(Dataset entries)
****************
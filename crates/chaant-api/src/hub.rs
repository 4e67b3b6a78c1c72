//! Live agents and the operations the control plane runs on them.

use std::fmt;
use std::str::FromStr;
use std::sync::Arc;

use async_trait::async_trait;
use dashmap::DashMap;
use serde::Serialize;
use tracing::{info, warn};
use uuid::Uuid;

use chaant_agent::{ChesscomAgent, CollectiveMove, CollectiveSnapshot, PageRegistry};
use chaant_browser::{BotCatalog, Browser, BrowserError};
use chaant_config::Config;
use chaant_protocols::{
    AgentState, BotProfile, ChessAgent, ChessPage, Color, PlayState, TimeControl,
};

use crate::error::ApiError;

/// Source of fresh browser pages for new agents.
#[async_trait]
pub trait PageFactory: Send + Sync {
    async fn open_page(&self) -> Result<Arc<dyn ChessPage>, BrowserError>;
}

#[async_trait]
impl PageFactory for Browser {
    async fn open_page(&self) -> Result<Arc<dyn ChessPage>, BrowserError> {
        let page: Arc<dyn ChessPage> = Arc::new(self.open_chess_page().await?);
        Ok(page)
    }
}

/// Chess sites an agent can be created for.
#[derive(Debug, Clone, Copy, PartialEq, Eq, Serialize)]
#[serde(rename_all = "lowercase")]
pub enum Platform {
    Chesscom,
    Lichess,
}

impl FromStr for Platform {
    type Err = ApiError;

    fn from_str(s: &str) -> Result<Self, Self::Err> {
        match s.trim().to_ascii_lowercase().as_str() {
            "chesscom" => Ok(Platform::Chesscom),
            "lichess" => Ok(Platform::Lichess),
            other => Err(ApiError::UnknownPlatform(other.to_string())),
        }
    }
}

impl fmt::Display for Platform {
    fn fmt(&self, f: &mut fmt::Formatter<'_>) -> fmt::Result {
        match self {
            Platform::Chesscom => f.write_str("chesscom"),
            Platform::Lichess => f.write_str("lichess"),
        }
    }
}

/// Kind of opponent for a new game.
#[derive(Debug, Clone, Copy, PartialEq, Eq)]
pub enum Versus {
    Computer,
    Online,
}

impl FromStr for Versus {
    type Err = ApiError;

    fn from_str(s: &str) -> Result<Self, Self::Err> {
        match s.trim().to_ascii_lowercase().as_str() {
            "computer" => Ok(Versus::Computer),
            "online" => Ok(Versus::Online),
            other => Err(ApiError::BadRequest(format!("Unknown opponent {}", other))),
        }
    }
}

/// How to start a game.
#[derive(Debug, Clone, PartialEq, Eq)]
pub enum PlayRequest {
    Computer { bot: String, as_black: bool },
    Online(TimeControl),
}

/// One live agent with its vote aggregator.
pub struct AgentEntry {
    pub platform: Platform,
    pub agent: Arc<ChesscomAgent>,
    pub collective: CollectiveMove<ChesscomAgent>,
}

/// Externally visible view of an agent.
#[derive(Debug, Clone, Serialize)]
pub struct AgentStatus {
    pub agent_id: String,
    pub platform: Platform,
    pub state: AgentState,
    pub play_state: PlayState,
    #[serde(skip_serializing_if = "Option::is_none")]
    pub color: Option<Color>,
    pub collective: CollectiveSnapshot,
}

/// Owns every live agent, keyed by a generated id.
pub struct AgentHub {
    config: Config,
    pages: Arc<dyn PageFactory>,
    catalog: Arc<BotCatalog>,
    registry: PageRegistry,
    agents: DashMap<Uuid, Arc<AgentEntry>>,
}

impl AgentHub {
    pub fn new(config: Config, pages: Arc<dyn PageFactory>, catalog: Arc<BotCatalog>) -> Self {
        Self {
            config,
            pages,
            catalog,
            registry: PageRegistry::new(),
            agents: DashMap::new(),
        }
    }

    pub fn len(&self) -> usize {
        self.agents.len()
    }

    pub fn is_empty(&self) -> bool {
        self.agents.is_empty()
    }

    pub fn catalog(&self) -> &BotCatalog {
        &self.catalog
    }

    /// Create an agent on a fresh page and return its id.
    pub async fn create(&self, platform: Platform) -> Result<Uuid, ApiError> {
        if platform != Platform::Chesscom {
            return Err(ApiError::UnsupportedPlatform(platform.to_string()));
        }

        let page = self.pages.open_page().await?;
        let agent = Arc::new(ChesscomAgent::attach(
            page,
            &self.registry,
            self.config.agent.clone(),
        )?);
        let collective = CollectiveMove::new(agent.clone(), self.config.collective.clone());

        let id = Uuid::new_v4();
        self.agents.insert(
            id,
            Arc::new(AgentEntry {
                platform,
                agent,
                collective,
            }),
        );
        info!("Created {} agent {}", platform, id);
        Ok(id)
    }

    pub fn get(&self, id: &Uuid) -> Result<Arc<AgentEntry>, ApiError> {
        self.agents
            .get(id)
            .map(|entry| entry.value().clone())
            .ok_or_else(|| ApiError::UnknownAgent(id.to_string()))
    }

    pub fn status(&self, id: &Uuid) -> Result<AgentStatus, ApiError> {
        let entry = self.get(id)?;
        Ok(AgentStatus {
            agent_id: id.to_string(),
            platform: entry.platform,
            state: entry.agent.status(),
            play_state: entry.agent.play_state(),
            color: entry.agent.color().ok(),
            collective: entry.collective.snapshot(),
        })
    }

    pub async fn play(&self, id: &Uuid, request: PlayRequest) -> Result<AgentState, ApiError> {
        let entry = self.get(id)?;
        let state = match request {
            PlayRequest::Computer { bot, as_black } => {
                let profile = self.find_bot(&bot).await?;
                entry.agent.play_computer(&profile, as_black).await?
            }
            PlayRequest::Online(time_control) => entry.agent.play_online(time_control).await?,
        };
        Ok(state)
    }

    async fn find_bot(&self, name: &str) -> Result<BotProfile, ApiError> {
        self.catalog
            .find(name)
            .await?
            .ok_or_else(|| ApiError::UnknownBot(name.to_string()))
    }

    /// Wait for the agent's turn, then play `notation`.
    pub async fn move_piece(&self, id: &Uuid, notation: &str) -> Result<AgentState, ApiError> {
        let entry = self.get(id)?;
        entry.agent.wait_turn().await?;
        Ok(entry.agent.move_piece(notation).await?)
    }

    pub async fn vote(&self, id: &Uuid, notation: &str) -> Result<bool, ApiError> {
        let entry = self.get(id)?;
        Ok(entry.collective.add_move(notation).await?)
    }

    pub async fn wait_turn(&self, id: &Uuid) -> Result<AgentState, ApiError> {
        let entry = self.get(id)?;
        Ok(entry.agent.wait_turn().await?)
    }

    /// Forget the agent and close its page.
    pub async fn dispose(&self, id: &Uuid) -> Result<(), ApiError> {
        let (_, entry) = self
            .agents
            .remove(id)
            .ok_or_else(|| ApiError::UnknownAgent(id.to_string()))?;
        entry.collective.reset();
        entry.agent.dispose().await?;
        info!("Disposed agent {}", id);
        Ok(())
    }

    /// Dispose every agent, logging failures.
    pub async fn shutdown(&self) {
        let ids: Vec<Uuid> = self.agents.iter().map(|e| *e.key()).collect();
        for id in ids {
            if let Err(e) = self.dispose(&id).await {
                warn!("Failed to dispose agent {}: {}", id, e);
            }
        }
    }
}

#[cfg(test)]
#[path = "hub_tests.rs"]
pub(crate) mod tests;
****************
Activity: Each line above must be retyped exactly in the response.

Response to this exercise:
filename crates/chaant-api/src/hub.rs
repository 4e67b3b6a78c1c72
//! Live agents and the operations the control plane runs on them.

use std::fmt;
use std::str::FromStr;
use std::sync::Arc;

use async_trait::async_trait;
use dashmap::DashMap;
use serde::Serialize;
use tracing::{info, warn};
use uuid::Uuid;

use chaant_agent::{ChesscomAgent, CollectiveMove, CollectiveSnapshot, PageRegistry};
use chaant_browser::{BotCatalog, Browser, BrowserError};
use chaant_config::Config;
use chaant_protocols::{
    AgentState, BotProfile, ChessAgent, ChessPage, Color, PlayState, TimeControl,
};

use crate::error::ApiError;

/// Source of fresh browser pages for new agents.
#[async_trait]
pub trait PageFactory: Send + Sync {
    async fn open_page(&self) -> Result<Arc<dyn ChessPage>, BrowserError>;
}

#[async_trait]
impl PageFactory for Browser {
    async fn open_page(&self) -> Result<Arc<dyn ChessPage>, BrowserError> {
        let page: Arc<dyn ChessPage> = Arc::new(self.open_chess_page().await?);
        Ok(page)
    }
}

/// Chess sites an agent can be created for.
#[derive(Debug, Clone, Copy, PartialEq, Eq, Serialize)]
#[serde(rename_all = "lowercase")]
pub enum Platform {
    Chesscom,
    Lichess,
}

impl FromStr for Platform {
    type Err = ApiError;

    fn from_str(s: &str) -> Result<Self, Self::Err> {
        match s.trim().to_ascii_lowercase().as_str() {
            "chesscom" => Ok(Platform::Chesscom),
            "lichess" => Ok(Platform::Lichess),
            other => Err(ApiError::UnknownPlatform(other.to_string())),
        }
    }
}

impl fmt::Display for Platform {
    fn fmt(&self, f: &mut fmt::Formatter<'_>) -> fmt::Result {
        match self {
            Platform::Chesscom => f.write_str("chesscom"),
            Platform::Lichess => f.write_str("lichess"),
        }
    }
}

/// Kind of opponent for a new game.
#[derive(Debug, Clone, Copy, PartialEq, Eq)]
pub enum Versus {
    Computer,
    Online,
}

impl FromStr for Versus {
    type Err = ApiError;

    fn from_str(s: &str) -> Result<Self, Self::Err> {
        match s.trim().to_ascii_lowercase().as_str() {
            "computer" => Ok(Versus::Computer),
            "online" => Ok(Versus::Online),
            other => Err(ApiError::BadRequest(format!("Unknown opponent {}", other))),
        }
    }
}

/// How to start a game.
#[derive(Debug, Clone, PartialEq, Eq)]
pub enum PlayRequest {
    Computer { bot: String, as_black: bool },
    Online(TimeControl),
}

/// One live agent with its vote aggregator.
pub struct AgentEntry {
    pub platform: Platform,
    pub agent: Arc<ChesscomAgent>,
    pub collective: CollectiveMove<ChesscomAgent>,
}

/// Externally visible view of an agent.
#[derive(Debug, Clone, Serialize)]
pub struct AgentStatus {
    pub agent_id: String,
    pub platform: Platform,
    pub state: AgentState,
    pub play_state: PlayState,
    #[serde(skip_serializing_if = "Option::is_none")]
    pub color: Option<Color>,
    pub collective: CollectiveSnapshot,
}

/// Owns every live agent, keyed by a generated id.
pub struct AgentHub {
    config: Config,
    pages: Arc<dyn PageFactory>,
    catalog: Arc<BotCatalog>,
    registry: PageRegistry,
    agents: DashMap<Uuid, Arc<AgentEntry>>,
}

impl AgentHub {
    pub fn new(config: Config, pages: Arc<dyn PageFactory>, catalog: Arc<BotCatalog>) -> Self {
        Self {
            config,
            pages,
            catalog,
            registry: PageRegistry::new(),
            agents: DashMap::new(),
        }
    }

    pub fn len(&self) -> usize {
        self.agents.len()
    }

    pub fn is_empty(&self) -> bool {
        self.agents.is_empty()
    }

    pub fn catalog(&self) -> &BotCatalog {
        &self.catalog
    }

    /// Create an agent on a fresh page and return its id.
    pub async fn create(&self, platform: Platform) -> Result<Uuid, ApiError> {
        if platform != Platform::Chesscom {
            return Err(ApiError::UnsupportedPlatform(platform.to_string()));
        }

        let page = self.pages.open_page().await?;
        let agent = Arc::new(ChesscomAgent::attach(
            page,
            &self.registry,
            self.config.agent.clone(),
        )?);
        let collective = CollectiveMove::new(agent.clone(), self.config.collective.clone());

        let id = Uuid::new_v4();
        self.agents.insert(
            id,
            Arc::new(AgentEntry {
                platform,
                agent,
                collective,
            }),
        );
        info!("Created {} agent {}", platform, id);
        Ok(id)
    }

    pub fn get(&self, id: &Uuid) -> Result<Arc<AgentEntry>, ApiError> {
        self.agents
            .get(id)
            .map(|entry| entry.value().clone())
            .ok_or_else(|| ApiError::UnknownAgent(id.to_string()))
    }

    pub fn status(&self, id: &Uuid) -> Result<AgentStatus, ApiError> {
        let entry = self.get(id)?;
        Ok(AgentStatus {
            agent_id: id.to_string(),
            platform: entry.platform,
            state: entry.agent.status(),
            play_state: entry.agent.play_state(),
            color: entry.agent.color().ok(),
            collective: entry.collective.snapshot(),
        })
    }

    pub async fn play(&self, id: &Uuid, request: PlayRequest) -> Result<AgentState, ApiError> {
        let entry = self.get(id)?;
        let state = match request {
            PlayRequest::Computer { bot, as_black } => {
                let profile = self.find_bot(&bot).await?;
                entry.agent.play_computer(&profile, as_black).await?
            }
            PlayRequest::Online(time_control) => entry.agent.play_online(time_control).await?,
        };
        Ok(state)
    }

    async fn find_bot(&self, name: &str) -> Result<BotProfile, ApiError> {
        self.catalog
            .find(name)
            .await?
            .ok_or_else(|| ApiError::UnknownBot(name.to_string()))
    }

    /// Wait for the agent's turn, then play `notation`.
    pub async fn move_piece(&self, id: &Uuid, notation: &str) -> Result<AgentState, ApiError> {
        let entry = self.get(id)?;
        entry.agent.wait_turn().await?;
        Ok(entry.agent.move_piece(notation).await?)
    }

    pub async fn vote(&self, id: &Uuid, notation: &str) -> Result<bool, ApiError> {
        let entry = self.get(id)?;
        Ok(entry.collective.add_move(notation).await?)
    }

    pub async fn wait_turn(&self, id: &Uuid) -> Result<AgentState, ApiError> {
        let entry = self.get(id)?;
        Ok(entry.agent.wait_turn().await?)
    }

    /// Forget the agent and close its page.
    pub async fn dispose(&self, id: &Uuid) -> Result<(), ApiError> {
        let (_, entry) = self
            .agents
            .remove(id)
            .ok_or_else(|| ApiError::UnknownAgent(id.to_string()))?;
        entry.collective.reset();
        entry.agent.dispose().await?;
        info!("Disposed agent {}", id);
        Ok(())
    }

    /// Dispose every agent, logging failures.
    pub async fn shutdown(&self) {
        let ids: Vec<Uuid> = self.agents.iter().map(|e| *e.key()).collect();
        for id in ids {
            if let Err(e) = self.dispose(&id).await {
                warn!("Failed to dispose agent {}: {}", id, e);
            }
        }
    }
}

#[cfg(test)]
#[path = "hub_tests.rs"]
pub(crate) mod tests;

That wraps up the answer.